Power mapping is a tool to visualize relationships among people and organizations and to assess the relative impact of these pathways. It is particularly powerful when there is uncertainty around the best avenues of potential influence over specific decision-makers. When the issue you’re trying to tackle includes influencing key individuals or institutions, understanding what it will take to have that influence can be invaluable.
For example, if you are trying to influence a governor’s choices during the budget process, you would assess all the organizations and individuals who are likely to have an effect on her decision. In the process, you want to be both creative (think beyond usual systems players), be strategic (consider the range of constituency groups, donors, or others) and thorough (include personal and professional influences). From there, you explore the power of the relationships – what direction does the influence go, how strong do you think it may be?

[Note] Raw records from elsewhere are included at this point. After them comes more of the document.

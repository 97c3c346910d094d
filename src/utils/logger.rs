use tracing_subscriber::{layer::SubscriberExt, util::SubscriberInitExt, EnvFilter};

// Diagnostics go to stderr; stdout is reserved for the JSON report.
pub fn init_cli_logger(verbose: bool) {
    let filter = if verbose {
        EnvFilter::try_from_default_env()
            .unwrap_or_else(|_| EnvFilter::new("html_grader=debug,info"))
    } else {
        EnvFilter::try_from_default_env().unwrap_or_else(|_| EnvFilter::new("html_grader=warn"))
    };

    tracing_subscriber::registry()
        .with(filter)
        .with(
            tracing_subscriber::fmt::layer()
                .with_target(false)
                .with_thread_ids(false)
                .with_file(false)
                .with_line_number(false)
                .with_writer(std::io::stderr)
                .compact(),
        )
        .init();
}

pub fn init_server_logger() {
    let filter =
        EnvFilter::try_from_default_env().unwrap_or_else(|_| EnvFilter::new("html_grader=info"));

    tracing_subscriber::registry()
        .with(filter)
        .with(
            tracing_subscriber::fmt::layer()
                .with_target(false)
                .with_thread_ids(false)
                .with_file(false)
                .with_line_number(false)
                .compact(),
        )
        .init();
}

With this map in hand, you can identify specific points of influence (e.g. media or the legislative planning and budget agency) that could have an impact on the Governor’s choices and where you have influence yourself. You can also extend this map outward two or three steps if you find you don’t have access and influence over any of the decision-makers immediate influencers.
- The DFA Training Academy has a great guide to Power Mapping that is at the individual decision-maker level.
Stakeholder mapping is another tool that helps in understanding the relationships of individuals to the issue, but which are focused on examining what is underlying the stakeholders’ engagement in the issue: it is a method for understanding the stake people have in an effort and how that might affect the work.
When completing a stakeholder map, it is often helpful to generate an initial list and then ask for help completing the list from some of the stakeholders you named. The lists include not just the stakeholder type/name, but also why they have a stake in the issue, how they are related to or dependent on each other, and the roles they are taking in your process or intended process. Stakeholder mapping can be a powerful tool to use prior to a simulation exercise, so help the simulation stay grounded in the reality of each stakeholder’s reasons for being part of solving the problem.
BetterEvaluation.Com’s Stakeholder Mapping & Analysis page has a straight forward, short description of stakeholder mapping processes along with links out to other useful resources.